Sunday , Apr , 27 , 2003 C.Y. Ellis

Back training

Bent-over row
Emphasis: latissimus dorsi, rhomboids, middle trapezius, rear deltoids
Stand with your feet about hip-width apart with a slight bend in your knees. Bend at your hips while keeping a slight arch in your lower back. Grasp the bar with a shoulder-width grip straight down in front of your body, retract your shoulder blades (pinch them back) and pull the bar into your midsection, keeping your elbows close to your body. Lower, then repeat.

Dumbbell pull-over
Emphasis: latissimus dorsi, deltoids, pectoralis major
Lie faceup on a flat bench and grasp one end of a dumbbell with both hands, arms extended over the center of your body. From this position, slowly lower the weight back over your head toward the floor until you feel a good stretch.
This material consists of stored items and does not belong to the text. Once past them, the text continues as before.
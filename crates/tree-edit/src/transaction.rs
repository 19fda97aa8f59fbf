//! Transactions: one undoable user action made of several atomic operations.

use serde_json::Value;
use tree_edit_address::IntoAddress;

use crate::op::apply::rollback;
use crate::op::{apply_op, apply_ops, apply_set, apply_splice, EditError, Op, SetOp, SpliceOp};

/// An ordered bundle of operations together with the sequence that undoes it.
///
/// `forward` is in application order. `inverse` holds the reverse of each
/// forward op, last-applied first, so running `forward` then `inverse`
/// restores the document exactly.
#[derive(Debug, Clone, Default, PartialEq)]
pub struct Transaction {
    forward: Vec<Op>,
    inverse: Vec<Op>,
}

impl Transaction {
    /// Pair a forward sequence with its undo sequence.
    ///
    /// The caller is responsible for `inverse` actually undoing `forward`;
    /// prefer [`Transaction::record`] or [`TransactionBuilder`].
    pub fn new(forward: Vec<Op>, inverse: Vec<Op>) -> Self {
        Self { forward, inverse }
    }

    /// Apply `ops` to `doc` and capture their undo sequence.
    ///
    /// All-or-nothing: if an op fails, the document is restored and the error
    /// is returned.
    pub fn record(doc: &mut Value, ops: Vec<Op>) -> Result<Self, EditError> {
        let inverse = apply_ops(doc, &ops)?;
        Ok(Self { forward: ops, inverse })
    }

    pub fn forward(&self) -> &[Op] {
        &self.forward
    }

    pub fn inverse(&self) -> &[Op] {
        &self.inverse
    }

    pub fn len(&self) -> usize {
        self.forward.len()
    }

    pub fn is_empty(&self) -> bool {
        self.forward.is_empty()
    }

    /// Re-run the forward sequence (redo).
    pub fn apply(&self, doc: &mut Value) -> Result<(), EditError> {
        apply_ops(doc, &self.forward).map(|_| ())
    }

    /// Run the inverse sequence (undo).
    pub fn revert(&self, doc: &mut Value) -> Result<(), EditError> {
        apply_ops(doc, &self.inverse).map(|_| ())
    }
}

/// Builds a [`Transaction`] by applying operations to a document one by one.
///
/// Each step is applied immediately, so later steps see the state produced
/// by earlier ones. If a step fails, every step applied so far is undone and
/// the builder is left empty. Dropping the builder without committing also
/// undoes its steps.
///
/// # Example
///
/// ```
/// use serde_json::json;
/// use tree_edit::TransactionBuilder;
///
/// let mut doc = json!({"columns": ["id"], "rows": [[1], [2]]});
///
/// let mut tx = TransactionBuilder::new(&mut doc);
/// tx.splice("columns", 1, 0, vec![json!("name")]).unwrap();
/// let rows = tx.doc()["rows"].as_array().map_or(0, Vec::len);
/// for row in 0..rows {
///     tx.splice(format!("rows[{row}]"), 1, 0, vec![json!("")]).unwrap();
/// }
/// let tx = tx.commit();
///
/// assert_eq!(doc, json!({"columns": ["id", "name"], "rows": [[1, ""], [2, ""]]}));
/// tx.revert(&mut doc).unwrap();
/// assert_eq!(doc, json!({"columns": ["id"], "rows": [[1], [2]]}));
/// ```
pub struct TransactionBuilder<'doc> {
    doc: &'doc mut Value,
    forward: Vec<Op>,
    // Reverse ops in application order; flipped on commit.
    reverse: Vec<Op>,
}

impl<'doc> TransactionBuilder<'doc> {
    pub fn new(doc: &'doc mut Value) -> Self {
        Self {
            doc,
            forward: Vec::new(),
            reverse: Vec::new(),
        }
    }

    /// The document as modified by the steps applied so far.
    pub fn doc(&self) -> &Value {
        &*self.doc
    }

    pub fn len(&self) -> usize {
        self.forward.len()
    }

    pub fn is_empty(&self) -> bool {
        self.forward.is_empty()
    }

    /// Overwrite the node at `address`, returning the previous value.
    pub fn set(&mut self, address: impl IntoAddress, value: Value) -> Result<Value, EditError> {
        let address = match address.into_address() {
            Ok(address) => address,
            Err(err) => return Err(self.abort(err.into())),
        };
        let op = SetOp::new(address, value);
        match apply_set(self.doc, &op) {
            Ok(out) => {
                self.forward.push(Op::Set(op));
                self.reverse.push(Op::Set(out.reverse));
                Ok(out.old_value)
            }
            Err(err) => Err(self.abort(err)),
        }
    }

    /// Splice the array at `address`, returning the removed elements.
    pub fn splice(
        &mut self,
        address: impl IntoAddress,
        start: isize,
        delete_count: usize,
        items: Vec<Value>,
    ) -> Result<Vec<Value>, EditError> {
        let address = match address.into_address() {
            Ok(address) => address,
            Err(err) => return Err(self.abort(err.into())),
        };
        let op = SpliceOp::new(address, start, delete_count, items);
        match apply_splice(self.doc, &op) {
            Ok(out) => {
                self.forward.push(Op::Splice(op));
                self.reverse.push(Op::Splice(out.reverse));
                Ok(out.deleted)
            }
            Err(err) => Err(self.abort(err)),
        }
    }

    /// Apply an already constructed operation.
    pub fn apply(&mut self, op: impl Into<Op>) -> Result<(), EditError> {
        let op = op.into();
        match apply_op(self.doc, &op) {
            Ok(reverse) => {
                self.forward.push(op);
                self.reverse.push(reverse);
                Ok(())
            }
            Err(err) => Err(self.abort(err)),
        }
    }

    /// Finish the action.
    pub fn commit(mut self) -> Transaction {
        let forward = std::mem::take(&mut self.forward);
        let mut inverse = std::mem::take(&mut self.reverse);
        inverse.reverse();
        Transaction { forward, inverse }
    }

    /// Undo every step applied so far and discard them.
    pub fn rollback(mut self) {
        self.undo_applied();
    }

    fn abort(&mut self, err: EditError) -> EditError {
        if !self.forward.is_empty() {
            log::warn!(
                "transaction aborted after {} applied step(s), rolling back: {err}",
                self.forward.len()
            );
        }
        self.undo_applied();
        err
    }

    fn undo_applied(&mut self) {
        let mut undo = std::mem::take(&mut self.reverse);
        undo.reverse();
        rollback(self.doc, &undo);
        self.forward.clear();
    }
}

/// A builder dropped without [`TransactionBuilder::commit`] rolls back.
impl Drop for TransactionBuilder<'_> {
    fn drop(&mut self) {
        if !self.reverse.is_empty() {
            log::warn!(
                "transaction dropped with {} uncommitted step(s), rolling back",
                self.reverse.len()
            );
            self.undo_applied();
        }
    }
}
Slowly return to the starting position and repeat.
Tip: Keep your elbows soft throughout the movement (don’t lock out your elbows) or you’ll work your triceps more than your back.


One-arm dumbbell row
Emphasis: latissimus dorsi, rhomboids, middle trapezius, rear deltoids
Rest your right hand and knee on a flat bench for support, keeping a slight arch in your lower back. Grasp a dumbbell, retract your left shoulder blade and raise the weight (row) until it’s close to your abdominals, keeping your elbow tight to your side. Lower, then repeat. Do both sides.